The first overnight service was the Sydney Mail (with First class sleeping carriage) introduced in January 1888 following the opening of the New South Wales line to Wallangarra. It was also the first purely passenger service with a TPO, until then all trains with TPOs had been 'mixed', i.e. carried goods wagons as well as passenger carriages. Second class sleepers were introduced in 1903.

In 1885, a TPO was added to the Central West railway line, ultimately extended to Longreach as the line progressively opened. A First class sleeping carriage was introduced on the twice weekly Central West Mail in 1892, departing Rockhampton at 22:00 and reaching Longreach at 17:00 the following day. Second class sleepers were added in 1895.

TPOs (and First class sleepers) were introduced to the Townsville-to-Winton service on the Great Northern line in 1899, extending to Mount Isa as that line was opened, and on the North Coast line as far as Maryborough in 1900. Second class sleepers were added to both lines in 1905.

Guards on rural trains had been paid an allowance to accept letters from isolated communities for posting at the nearest town, but the TPOs were staffed by Post Office personnel.

TPOs were withdrawn from the North Coast line in 1930 and the from other services in 1932 as an economy measure. Despite the loss of the TPO carriages, the services that had hauled them continued to be called Mail Trains, the last being the Dirranbandi Mail, which was withdrawn from service in 1993.

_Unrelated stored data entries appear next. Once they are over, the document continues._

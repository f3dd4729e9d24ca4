//! # Registration Core
//!
//! Business logic for patient registration forms.
//!
//! This crate contains pure data operations over values fetched from the backend:
//! - Address hierarchy resolution (field enablement, search keys, descendant reset)
//! - Address template parsing and per-field validation
//! - Person attribute rules (civil status, coded autocomplete fields)
//! - Relationship editing
//! - Mapping FHIR patients onto form values
//! - Search banner and queue removal helpers
//!
//! **No I/O concerns** beyond reading the configuration file: HTTP lookups, debouncing and
//! caching belong in `openmrs-client`, the REST facade in `api-rest`.

pub mod address;
pub mod attributes;
pub mod config;
pub mod constants;
pub mod error;
pub mod form;
pub mod queue;
pub mod relationships;
pub mod search;
pub mod template;
pub mod validation;

pub use address::{
    compute_field_config, reset_descendant_fields, AddressHierarchyForm, AddressValues,
    FieldSearchConfig, OrderedFields,
};
pub use config::RegistrationConfig;
pub use error::{RegistrationError, RegistrationResult};
pub use template::{default_address_values, parse_address_template, AddressTemplateRule};
pub use validation::{AddressValidationSchema, FieldViolation};

pub use reg_types::{AddressField, NonEmptyText, TextError};
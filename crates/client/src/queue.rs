//! Queue entry removal.

use crate::error::ClientResult;
use crate::transport::{decode, encode, path_segment};
use crate::OpenmrsClient;
use chrono::{DateTime, Utc};
use reg_core::queue::{
    checked_in_appointments, start_of_day, Appointment, AppointmentStatusChange,
    EndQueueEntryPayload, EndVisitPayload, QueueEntryRef, Visit, CHECKED_IN_STATUS,
};

const APPOINTMENT_STATUS_PATH: &str = "/ws/rest/v1/appointment/appointmentStatus";

impl OpenmrsClient {
    /// The patient's checked-in appointments for the day containing `now`.
    ///
    /// # Errors
    ///
    /// Returns a `ClientError` if the request fails or the response cannot be decoded.
    pub async fn checked_in_appointments(
        &self,
        patient_uuid: &str,
        now: DateTime<Utc>,
    ) -> ClientResult<Vec<Appointment>> {
        let value = self
            .transport()
            .get_json(
                APPOINTMENT_STATUS_PATH,
                &[
                    ("forDate", start_of_day(now).to_rfc3339()),
                    ("status", CHECKED_IN_STATUS.to_string()),
                ],
            )
            .await?;
        let appointments: Vec<Appointment> = decode(APPOINTMENT_STATUS_PATH, value)?;
        Ok(checked_in_appointments(&appointments, patient_uuid)
            .into_iter()
            .cloned()
            .collect())
    }

    /// Ends the queue entry, then the visit, then completes each appointment.
    ///
    /// Stops at the first failing request; nothing already sent is rolled back.
    ///
    /// # Errors
    ///
    /// Returns the `ClientError` of the first failing request, or `ClientError::InvalidUrl`
    /// when a uuid is not a single path segment.
    pub async fn end_queue_entry(
        &self,
        entry: &QueueEntryRef,
        visit: Option<&Visit>,
        appointments: &[Appointment],
        now: DateTime<Utc>,
    ) -> ClientResult<()> {
        let entry_path = format!(
            "/ws/rest/v1/queue/{}/entry/{}",
            path_segment("queue uuid", &entry.queue_uuid)?,
            path_segment("queue entry uuid", &entry.queue_entry_uuid)?
        );
        let body = encode(&entry_path, &EndQueueEntryPayload { ended_at: now })?;
        self.transport().post_json(&entry_path, &body).await?;

        let visit_path = format!(
            "/ws/rest/v1/visit/{}",
            path_segment("visit uuid", &entry.visit_uuid)?
        );
        let body = encode(&visit_path, &EndVisitPayload::from_visit(visit, now))?;
        self.transport().post_json(&visit_path, &body).await?;

        for appointment in appointments {
            let path = format!(
                "/ws/rest/v1/appointments/{}/status-change",
                path_segment("appointment uuid", &appointment.uuid)?
            );
            let body = encode(&path, &AppointmentStatusChange::completed(now))?;
            self.transport().post_json(&path, &body).await?;
        }

        tracing::info!(
            queue_entry = %entry.queue_entry_uuid,
            visit = %entry.visit_uuid,
            appointments = appointments.len(),
            "queue entry removed"
        );
        Ok(())
    }
}
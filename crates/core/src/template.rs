//! Address template parsing.
//!
//! The backend publishes the address layout as an XML document. Only the parts needed to
//! build field rules are read:
//!
//! ```text
//! nameMappings         field name -> label          (mandatory)
//! elementRegex         field name -> regex          (optional, default ".*")
//! elementRegexFormats  field name -> format message (optional, default "")
//! elementDefaults      field name -> default value  (optional, default "")
//! ```
//!
//! Each section appears in one of two historical shapes, depending on the backend version:
//!
//! ```text
//! <entry><string>cityVillage</string><string>City</string></entry>
//! <property name="cityVillage" value="City"/>
//! ```

use crate::address::AddressValues;
use crate::constants::DEFAULT_FIELD_REGEX;
use crate::error::{RegistrationError, RegistrationResult};
use quick_xml::events::{BytesStart, Event};
use quick_xml::Reader;
use reg_types::AddressField;
use serde::{Deserialize, Serialize};

const NAME_MAPPINGS: &str = "nameMappings";
const ELEMENT_REGEX: &str = "elementRegex";
const ELEMENT_REGEX_FORMATS: &str = "elementRegexFormats";
const ELEMENT_DEFAULTS: &str = "elementDefaults";

/// Validation rule and default value for one address field.
#[derive(Clone, Debug, PartialEq, Eq, Serialize, Deserialize)]
#[serde(rename_all = "camelCase")]
pub struct AddressTemplateRule {
    pub name: String,
    pub label: String,
    pub regex: String,
    pub regex_format: String,
    pub default_value: String,
}

/// Parses the address template XML into one rule per mapped field, in document order.
///
/// # Errors
///
/// - `RegistrationError::TemplateXml` if the document is not well-formed XML.
/// - `RegistrationError::MalformedTemplate` if there is no `nameMappings` element, or a
///   mapping has no field name or a blank one.
///
/// Missing optional sections are not errors; their defaults apply.
pub fn parse_address_template(xml_text: &str) -> RegistrationResult<Vec<AddressTemplateRule>> {
    let document = XmlElement::parse_document(xml_text)?;

    let name_mappings = document.find_first(NAME_MAPPINGS).ok_or_else(|| {
        RegistrationError::MalformedTemplate(format!("missing <{NAME_MAPPINGS}> element"))
    })?;

    let mappings = read_mappings(name_mappings)?;

    let rules = mappings
        .into_iter()
        .map(|(name, label)| {
            let regex = find_section_value(&document, ELEMENT_REGEX, &name)
                .filter(|r| !r.is_empty())
                .unwrap_or_else(|| DEFAULT_FIELD_REGEX.to_string());
            let regex_format =
                find_section_value(&document, ELEMENT_REGEX_FORMATS, &name).unwrap_or_default();
            let default_value =
                find_section_value(&document, ELEMENT_DEFAULTS, &name).unwrap_or_default();

            AddressTemplateRule {
                name,
                label,
                regex,
                regex_format,
                default_value,
            }
        })
        .collect();

    Ok(rules)
}

/// Initial address values for a new form: every mapped field with its default.
///
/// # Errors
///
/// Returns `RegistrationError::Text` when a rule name is not a valid field name.
pub fn default_address_values(rules: &[AddressTemplateRule]) -> RegistrationResult<AddressValues> {
    rules
        .iter()
        .map(|rule| -> RegistrationResult<(AddressField, String)> {
            Ok((AddressField::new(&rule.name)?, rule.default_value.clone()))
        })
        .collect()
}

/// Reads `(name, label)` pairs from a `nameMappings` element.
///
/// A mapping without a field name, or with a blank one, is malformed in either shape.
fn read_mappings(name_mappings: &XmlElement) -> RegistrationResult<Vec<(String, String)>> {
    let entries = name_mappings.find_all("entry");
    if !entries.is_empty() {
        return entries
            .into_iter()
            .map(|entry| -> RegistrationResult<(String, String)> {
                let strings = entry.find_all("string");
                let name = mapping_name(strings.first().map(|s| s.text.as_str()), "entry")?;
                let label = strings.get(1).map(|s| s.text.clone()).unwrap_or_default();
                Ok((name, label))
            })
            .collect();
    }

    name_mappings
        .find_all("property")
        .into_iter()
        .map(|property| -> RegistrationResult<(String, String)> {
            let name = mapping_name(property.attribute("name"), "property")?;
            let label = property.attribute("value").unwrap_or_default().to_string();
            Ok((name, label))
        })
        .collect()
}

fn mapping_name(name: Option<&str>, shape: &str) -> RegistrationResult<String> {
    name.map(str::trim)
        .filter(|name| !name.is_empty())
        .map(str::to_string)
        .ok_or_else(|| {
            RegistrationError::MalformedTemplate(format!(
                "nameMappings {shape} without a field name"
            ))
        })
}

/// Value keyed by `field_name` in the first `section` element of the document.
fn find_section_value(document: &XmlElement, section: &str, field_name: &str) -> Option<String> {
    let section = document.find_first(section)?;

    let keyed =
        section.find_first_where(&|e: &XmlElement| e.attribute("name") == Some(field_name));
    if let Some(keyed) = keyed {
        return keyed.attribute("value").map(str::to_string);
    }

    section.find_all("entry").into_iter().find_map(|entry| {
        let strings = entry.find_all("string");
        match (strings.first(), strings.get(1)) {
            (Some(key), Some(value)) if key.text == field_name => Some(value.text.clone()),
            _ => None,
        }
    })
}

// ============================================================================
// Minimal element tree
// ============================================================================

/// An element with its attributes, child elements and concatenated text.
#[derive(Clone, Debug, Default)]
struct XmlElement {
    name: String,
    attributes: Vec<(String, String)>,
    children: Vec<XmlElement>,
    text: String,
}

impl XmlElement {
    /// Parses a document into a synthetic root holding the top-level elements.
    fn parse_document(xml_text: &str) -> RegistrationResult<XmlElement> {
        let mut reader = Reader::from_str(xml_text);
        reader.trim_text(true);

        let mut stack: Vec<XmlElement> = vec![XmlElement::default()];

        loop {
            match reader.read_event()? {
                Event::Start(start) => {
                    stack.push(Self::from_start(&start)?);
                }
                Event::Empty(start) => {
                    let element = Self::from_start(&start)?;
                    push_child(&mut stack, element)?;
                }
                Event::End(_) => {
                    let element = stack.pop().ok_or_else(|| unclosed("document"))?;
                    push_child(&mut stack, element)?;
                }
                Event::Text(text) => {
                    if let Some(current) = stack.last_mut() {
                        current.text.push_str(&text.unescape()?);
                    }
                }
                Event::CData(cdata) => {
                    if let Some(current) = stack.last_mut() {
                        current
                            .text
                            .push_str(&String::from_utf8_lossy(&cdata.into_inner()));
                    }
                }
                Event::Eof => break,
                _ => {}
            }
        }

        if stack.len() > 1 {
            let open = stack.last().map(|e| e.name.as_str()).unwrap_or_default();
            return Err(unclosed(open));
        }
        stack.pop().ok_or_else(|| unclosed("document"))
    }

    fn from_start(start: &BytesStart<'_>) -> RegistrationResult<XmlElement> {
        let name = String::from_utf8_lossy(start.local_name().as_ref()).into_owned();

        let mut attributes = Vec::new();
        for attribute in start.attributes() {
            let attribute = attribute.map_err(quick_xml::Error::from)?;
            let key = String::from_utf8_lossy(attribute.key.local_name().as_ref()).into_owned();
            let value = attribute.unescape_value()?.into_owned();
            attributes.push((key, value));
        }

        Ok(XmlElement {
            name,
            attributes,
            children: Vec::new(),
            text: String::new(),
        })
    }

    fn attribute(&self, key: &str) -> Option<&str> {
        self.attributes
            .iter()
            .find(|(k, _)| k == key)
            .map(|(_, v)| v.as_str())
    }

    /// First descendant (document order) matching `predicate`.
    fn find_first_where(&self, predicate: &dyn Fn(&XmlElement) -> bool) -> Option<&XmlElement> {
        for child in &self.children {
            if predicate(child) {
                return Some(child);
            }
            if let Some(found) = child.find_first_where(predicate) {
                return Some(found);
            }
        }
        None
    }

    fn find_first(&self, name: &str) -> Option<&XmlElement> {
        self.find_first_where(&|e: &XmlElement| e.name == name)
    }

    /// All descendants named `name`, in document order.
    fn find_all(&self, name: &str) -> Vec<&XmlElement> {
        let mut found = Vec::new();
        self.collect_named(name, &mut found);
        found
    }

    fn collect_named<'a>(&'a self, name: &str, found: &mut Vec<&'a XmlElement>) {
        for child in &self.children {
            if child.name == name {
                found.push(child);
            }
            child.collect_named(name, found);
        }
    }
}

fn push_child(stack: &mut [XmlElement], element: XmlElement) -> RegistrationResult<()> {
    let parent = stack.last_mut().ok_or_else(|| unclosed("document"))?;
    parent.children.push(element);
    Ok(())
}

/// The document ended while `open` was still open.
fn unclosed(open: &str) -> RegistrationError {
    RegistrationError::TemplateXml(quick_xml::Error::UnexpectedEof(format!("<{open}>")))
}
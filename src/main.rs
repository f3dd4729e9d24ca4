use tracing_subscriber::{layer::SubscriberExt, util::SubscriberInitExt};

/// Main entry point for the registration service.
///
/// Loads `.env`, then serves the REST API with its Swagger UI.
///
/// # Environment Variables
/// - `REG_REST_ADDR`: REST server address (default: "0.0.0.0:3000")
/// - `OPENMRS_BASE_URL`, `OPENMRS_USERNAME`, `OPENMRS_PASSWORD`: backend connection
/// - `REGISTRATION_CONFIG_FILE`: YAML form configuration
///
/// # Errors
/// Returns an error if configuration is invalid, the address cannot be bound, or the server
/// fails while running.
#[tokio::main]
async fn main() -> anyhow::Result<()> {
    dotenvy::dotenv().ok();

    tracing_subscriber::registry()
        .with(
            tracing_subscriber::EnvFilter::from_default_env()
                .add_directive("registration_run=info".parse()?)
                .add_directive("api_rest=info".parse()?)
                .add_directive("openmrs_client=info".parse()?),
        )
        .with(tracing_subscriber::fmt::layer())
        .init();

    let rest_addr =
        std::env::var("REG_REST_ADDR").unwrap_or_else(|_| api_rest::DEFAULT_REST_ADDR.into());

    let state = api_rest::AppState::from_env()?;

    tracing::info!("++ Starting registration REST on {}", rest_addr);

    let listener = tokio::net::TcpListener::bind(&rest_addr).await?;
    axum::serve(listener, api_rest::router(state)).await?;

    Ok(())
}
//! FHIR-aligned patient wire models and translation helpers.
//!
//! Responsibilities:
//! - Define public domain-level types for registration use
//! - Define a wire model for deserialising backend JSON
//! - Translate the nested wire model (extensions inside names and addresses) into flat types
//!
//! Notes:
//! - Backend resources carry many fields this crate does not use. Unknown keys are
//!   ignored rather than rejected, since the backend owns the schema.

use crate::FhirError;
use chrono::{DateTime, Utc};
use serde::Deserialize;

// ============================================================================
// Public domain-level types
// ============================================================================

/// One human name of a patient.
#[derive(Clone, Debug, Default, PartialEq, Eq)]
pub struct HumanNameData {
    /// Backend identifier of the name, used when updating an existing record.
    pub id: Option<String>,
    /// Father's family name (the FHIR `family` element).
    pub family: Option<String>,
    /// Mother's family name, carried in the first nested name extension.
    pub mothers_family: Option<String>,
    /// Given names (first name, middle names).
    pub given: Vec<String>,
}

/// One patient identifier.
#[derive(Clone, Debug, Default, PartialEq, Eq)]
pub struct IdentifierData {
    pub id: Option<String>,
    pub system: Option<String>,
    pub value: Option<String>,
    /// Human readable identifier type (`type.text`).
    pub type_text: Option<String>,
    /// First coding of the identifier type (`type.coding[0].code`).
    pub type_code: Option<String>,
}

/// One patient address.
#[derive(Clone, Debug, Default, PartialEq, Eq)]
pub struct AddressData {
    pub id: Option<String>,
    pub city: Option<String>,
    pub state: Option<String>,
    pub district: Option<String>,
    pub country: Option<String>,
    pub postal_code: Option<String>,
    /// Flattened nested address extensions as `(url, valueString)` pairs, in document order.
    pub extensions: Vec<(String, String)>,
}

/// Domain-level carrier for patient data.
#[derive(Clone, Debug, Default, PartialEq, Eq)]
pub struct PatientData {
    /// Backend UUID of the patient.
    pub id: String,
    /// Names in backend order; the first one is the preferred name.
    pub names: Vec<HumanNameData>,
    pub gender: Option<String>,
    /// Date of birth as sent by the backend (ISO 8601, possibly partial).
    pub birth_date: Option<String>,
    /// Telecom values in backend order.
    pub telecom: Vec<String>,
    pub identifiers: Vec<IdentifierData>,
    pub addresses: Vec<AddressData>,
    pub deceased: bool,
    pub deceased_date_time: Option<DateTime<Utc>>,
}

// ============================================================================
// Public Patient operations
// ============================================================================

/// Patient resource operations.
///
/// This is a zero-sized type used for namespacing patient-related operations.
pub struct Patient;

impl Patient {
    /// Parse a patient resource from JSON text.
    ///
    /// This uses `serde_path_to_error` to surface a best-effort "path" (e.g. `name.0.given`)
    /// to the failing field when the JSON does not match the wire schema.
    ///
    /// # Errors
    ///
    /// Returns [`FhirError`] if:
    /// - the JSON does not represent a patient resource,
    /// - any used field has an unexpected type,
    /// - resourceType is not "Patient".
    pub fn parse(json_text: &str) -> Result<PatientData, FhirError> {
        let mut deserializer = serde_json::Deserializer::from_str(json_text);

        let wire = match serde_path_to_error::deserialize::<_, PatientWire>(&mut deserializer) {
            Ok(parsed) => parsed,
            Err(err) => {
                let path = err.path().to_string();
                let source = err.into_inner();
                let path = if path.is_empty() || path == "." {
                    "<root>"
                } else {
                    path.as_str()
                };
                return Err(FhirError::Translation(format!(
                    "Patient schema mismatch at {path}: {source}"
                )));
            }
        };

        Self::from_wire(wire)
    }

    /// Translate an already deserialised JSON value into [`PatientData`].
    ///
    /// # Errors
    ///
    /// Same conditions as [`Patient::parse`].
    pub fn from_value(value: serde_json::Value) -> Result<PatientData, FhirError> {
        let wire = match serde_path_to_error::deserialize::<_, PatientWire>(value) {
            Ok(parsed) => parsed,
            Err(err) => {
                let path = err.path().to_string();
                let source = err.into_inner();
                return Err(FhirError::Translation(format!(
                    "Patient schema mismatch at {path}: {source}"
                )));
            }
        };

        Self::from_wire(wire)
    }

    fn from_wire(wire: PatientWire) -> Result<PatientData, FhirError> {
        if wire.resource_type != "Patient" {
            return Err(FhirError::InvalidInput(format!(
                "Expected resourceType 'Patient', got '{}'",
                wire.resource_type
            )));
        }

        wire_to_domain(wire)
    }
}

// ============================================================================
// Wire types (internal)
// ============================================================================

#[derive(Clone, Debug, Deserialize)]
struct PatientWire {
    #[serde(rename = "resourceType")]
    resource_type: String,

    id: String,

    #[serde(default)]
    name: Vec<HumanNameWire>,

    #[serde(default)]
    gender: Option<String>,

    #[serde(rename = "birthDate", default)]
    birth_date: Option<String>,

    #[serde(default)]
    telecom: Vec<ContactPointWire>,

    #[serde(default)]
    identifier: Vec<IdentifierWire>,

    #[serde(default)]
    address: Vec<AddressWire>,

    #[serde(rename = "deceasedBoolean", default)]
    deceased_boolean: Option<bool>,

    #[serde(rename = "deceasedDateTime", default)]
    deceased_date_time: Option<String>,
}

#[derive(Clone, Debug, Deserialize)]
struct HumanNameWire {
    #[serde(default)]
    id: Option<String>,
    #[serde(default)]
    family: Option<String>,
    #[serde(default)]
    given: Vec<String>,
    #[serde(default)]
    extension: Vec<ExtensionWire>,
}

#[derive(Clone, Debug, Deserialize)]
struct ExtensionWire {
    #[serde(default)]
    url: Option<String>,
    #[serde(rename = "valueString", default)]
    value_string: Option<String>,
    #[serde(default)]
    extension: Vec<ExtensionWire>,
}

#[derive(Clone, Debug, Deserialize)]
struct ContactPointWire {
    #[serde(default)]
    value: Option<String>,
}

#[derive(Clone, Debug, Deserialize)]
struct IdentifierWire {
    #[serde(default)]
    id: Option<String>,
    #[serde(default)]
    system: Option<String>,
    #[serde(default)]
    value: Option<String>,
    #[serde(rename = "type", default)]
    type_: Option<CodeableConceptWire>,
}

#[derive(Clone, Debug, Deserialize)]
struct CodeableConceptWire {
    #[serde(default)]
    text: Option<String>,
    #[serde(default)]
    coding: Vec<CodingWire>,
}

#[derive(Clone, Debug, Deserialize)]
struct CodingWire {
    #[serde(default)]
    code: Option<String>,
}

#[derive(Clone, Debug, Deserialize)]
struct AddressWire {
    #[serde(default)]
    id: Option<String>,
    #[serde(default)]
    city: Option<String>,
    #[serde(default)]
    state: Option<String>,
    #[serde(default)]
    district: Option<String>,
    #[serde(default)]
    country: Option<String>,
    #[serde(rename = "postalCode", default)]
    postal_code: Option<String>,
    #[serde(default)]
    extension: Vec<ExtensionWire>,
}

// ============================================================================
// Helper functions (internal)
// ============================================================================

fn name_to_domain(name: HumanNameWire) -> HumanNameData {
    let mothers_family = name
        .extension
        .first()
        .and_then(|ext| ext.extension.first())
        .and_then(|inner| inner.value_string.clone());

    HumanNameData {
        id: name.id,
        family: name.family,
        mothers_family,
        given: name.given,
    }
}

fn identifier_to_domain(identifier: IdentifierWire) -> IdentifierData {
    let (type_text, type_code) = match identifier.type_ {
        Some(concept) => {
            let code = concept.coding.into_iter().next().and_then(|c| c.code);
            (concept.text, code)
        }
        None => (None, None),
    };

    IdentifierData {
        id: identifier.id,
        system: identifier.system,
        value: identifier.value,
        type_text,
        type_code,
    }
}

fn address_to_domain(address: AddressWire) -> AddressData {
    let extensions = address
        .extension
        .into_iter()
        .flat_map(|ext| ext.extension)
        .filter_map(|inner| match (inner.url, inner.value_string) {
            (Some(url), Some(value)) => Some((url, value)),
            _ => None,
        })
        .collect();

    AddressData {
        id: address.id,
        city: address.city,
        state: address.state,
        district: address.district,
        country: address.country,
        postal_code: address.postal_code,
        extensions,
    }
}

/// Parse a FHIR `dateTime`, which may be a full timestamp or a bare date.
fn parse_fhir_date_time(value: &str) -> Result<DateTime<Utc>, FhirError> {
    if let Ok(dt) = value.parse::<DateTime<Utc>>() {
        return Ok(dt);
    }

    chrono::NaiveDate::parse_from_str(value, "%Y-%m-%d")
        .ok()
        .and_then(|date| date.and_hms_opt(0, 0, 0))
        .map(|naive| naive.and_utc())
        .ok_or_else(|| FhirError::Translation(format!("Invalid deceasedDateTime: {value}")))
}

/// Convert wire format patient to the flat domain type.
fn wire_to_domain(wire: PatientWire) -> Result<PatientData, FhirError> {
    let deceased_date_time = wire
        .deceased_date_time
        .as_deref()
        .map(parse_fhir_date_time)
        .transpose()?;

    Ok(PatientData {
        id: wire.id,
        names: wire.name.into_iter().map(name_to_domain).collect(),
        gender: wire.gender,
        birth_date: wire.birth_date,
        telecom: wire.telecom.into_iter().filter_map(|t| t.value).collect(),
        identifiers: wire
            .identifier
            .into_iter()
            .map(identifier_to_domain)
            .collect(),
        addresses: wire.address.into_iter().map(address_to_domain).collect(),
        deceased: wire.deceased_boolean.unwrap_or(false) || deceased_date_time.is_some(),
        deceased_date_time,
    })
}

===Wooden Sleeping Carriages===
Following the introduction of The Inlander and subsequent air-conditioned sleeping car services in the 1950s, wooden sleepers cascaded to trains servicing places such as Kingaroy, Monto, Clermont, Springsure, Blackall, Dirranbandi, and returned to the Mount Isa line. Wooden sleeping cars were even added to overnight mixed Rockhampton to Mackay and Townsville to Cairns trains.